Чтобы лучше понять фундаментализм, рассмотрим историю одного из ранних таких движений. Оно возникло в Соединенных Штатах в ходе Первой мировой войны. Кстати, и само понятие было изобретено в 1920-е гг. американскими протестантами, желавшими вернуться к основам (англ. fundamentals) христианства. Отход от общественной жизни после Гражданской войны сузил и даже исказил их мировоззрение. Если раньше они боролись с расовым и экономическим неравенством, то отныне озаботились буквальным истолкованием Библии, настаивая на буквальной истинности каждого ее высказывания. Поэтому у них появился новый враг: не социальная несправедливость, а немецкая «высшая критика», которую усвоили либеральные американские христиане, все еще пытавшиеся отстаивать евангельскую позицию по социальным проблемам.

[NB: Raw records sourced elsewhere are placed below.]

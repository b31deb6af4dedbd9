//! # Domain Types
//!
//! Core domain types shared across Vela OMS.
//!
//! ## Dual-Key Identity Pattern
//! Every entity has:
//! - `id`: UUID v4 string - immutable, used for references between entities
//! - Business ID where one exists (sale number) - human-readable
//!
//! Entities embed [`AuditFields`] by composition rather than inheriting from
//! a shared base entity; there is no type hierarchy to fight.

use chrono::{DateTime, Utc};
use serde::{Deserialize, Serialize};

// =============================================================================
// Discount Tier
// =============================================================================

/// A quantity-tier discount expressed as a whole percentage.
///
/// ## The Tier Table
/// ```text
/// ┌──────────────┬────────────┐
/// │  quantity    │  discount  │
/// ├──────────────┼────────────┤
/// │  1 ..= 3     │    0%      │
/// │  4 ..= 9     │   10%      │
/// │ 10 ..= 20    │   20%      │
/// └──────────────┴────────────┘
/// ```
/// No other tiers exist. The mapping lives in [`crate::discount`]; this type
/// only names the three legal values so an illegal percentage cannot be
/// represented once it has passed the policy.
#[derive(Debug, Clone, Copy, PartialEq, Eq, Serialize, Deserialize)]
#[serde(rename_all = "snake_case")]
pub enum DiscountTier {
    /// 1-3 units: no discount allowed.
    None,
    /// 4-9 units: mandatory 10% discount.
    Ten,
    /// 10-20 units: mandatory 20% discount.
    Twenty,
}

impl DiscountTier {
    /// Returns the tier as a whole percentage (0, 10 or 20).
    #[inline]
    pub const fn percent(&self) -> u32 {
        match self {
            DiscountTier::None => 0,
            DiscountTier::Ten => 10,
            DiscountTier::Twenty => 20,
        }
    }
}

// =============================================================================
// Audit Fields
// =============================================================================

/// Creation/modification timestamps embedded in each entity.
///
/// Replaces base-entity inheritance with composition: entities own an
/// `AuditFields` value instead of extending a common superclass.
#[derive(Debug, Clone, Copy, PartialEq, Eq, Serialize, Deserialize)]
pub struct AuditFields {
    /// When the entity was created.
    pub created_at: DateTime<Utc>,

    /// When the entity was last updated.
    pub updated_at: DateTime<Utc>,
}

impl AuditFields {
    /// Creates audit fields stamped with the current instant.
    pub fn now() -> Self {
        let now = Utc::now();
        AuditFields {
            created_at: now,
            updated_at: now,
        }
    }

    /// Marks the entity as updated at the current instant.
    pub fn touch(&mut self) {
        self.updated_at = Utc::now();
    }
}

impl Default for AuditFields {
    fn default() -> Self {
        AuditFields::now()
    }
}

// =============================================================================
// Unit Tests
// =============================================================================

#[cfg(test)]
mod tests {
    use super::*;

    #[test]
    fn test_tier_percentages() {
        assert_eq!(DiscountTier::None.percent(), 0);
        assert_eq!(DiscountTier::Ten.percent(), 10);
        assert_eq!(DiscountTier::Twenty.percent(), 20);
    }

    #[test]
    fn test_audit_fields_touch() {
        let mut audit = AuditFields::now();
        let created = audit.created_at;
        audit.touch();
        assert_eq!(audit.created_at, created);
        assert!(audit.updated_at >= created);
    }
}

Однако при всех своих разговорах о возвращении к основам такие движения были весьма новаторскими. Скажем, до XVI в. аллегорическое толкование Библии играло важную роль. Даже Кальвин не думал, что первая глава Книги Бытия точно описывает начало мировой истории, и отчитывал «безумцев», которые в это верят
{1391}. Фундаменталистский подход означал необходимость закрыть глаза на вопиющие противоречия между некоторыми текстами самой Библии. Поскольку никаких альтернатив они не признавали, а последовательным их истолкование могло считаться лишь в рамках их специфического подхода, сторонники полной безошибочности Библии с самого начала жили в состоянии повышенной тревожности. «Религия вынуждена бороться за свое существование против большого класса ученых», – объяснял Чарльз Додж, который и сформулировал эту догму в 1874 г.
{1392} Это желание поддержать авторитет библейского текста совпадало с общими тенденциями в разных христианских конфессиях. Всего лишь четырьмя годами ранее Первый Ватиканский собор выдвинул новую – и весьма спорную – доктрину папской безошибочности. В эпоху, когда сокрушались старые истины и важные вопросы оставались без ответов, многие хотели абсолютной уверенности.
Все виды фундаментализма пропитаны ужасом перед войнами и насилием. Многие евангельские христиане думали, что жуткая резня Первой мировой войны есть начало конца и тягот, предсказанных в Откровении Иоанна Богослова. Глубокие опасения вызывала централизация современного общества, а также все, мало-мальски напоминающее мировое владычество. В Лиге Наций евангельские христиане усмотрели возрождение Римской империи и обитель Антихриста
{1393}. Фундаменталисты полагали, что противостоят сатанинским силам, которые вот-вот погубят мир. Их духовность носила оборонительный характер и была пропитана страхом перед пагубным влиянием католического меньшинства; они даже называли американскую демократию «самым дьявольским правлением, которое когда-либо существовало на свете»
{1394}. Кошмарный сценарий виделся им: последние времена с войнами, кровопролитиями и убийствами! Все это – симптомы глубокого смятения, тут бессилен холодный рациональный анализ. В менее стабильных странах сходные страхи и волнения нередко заканчивались физическим насилием.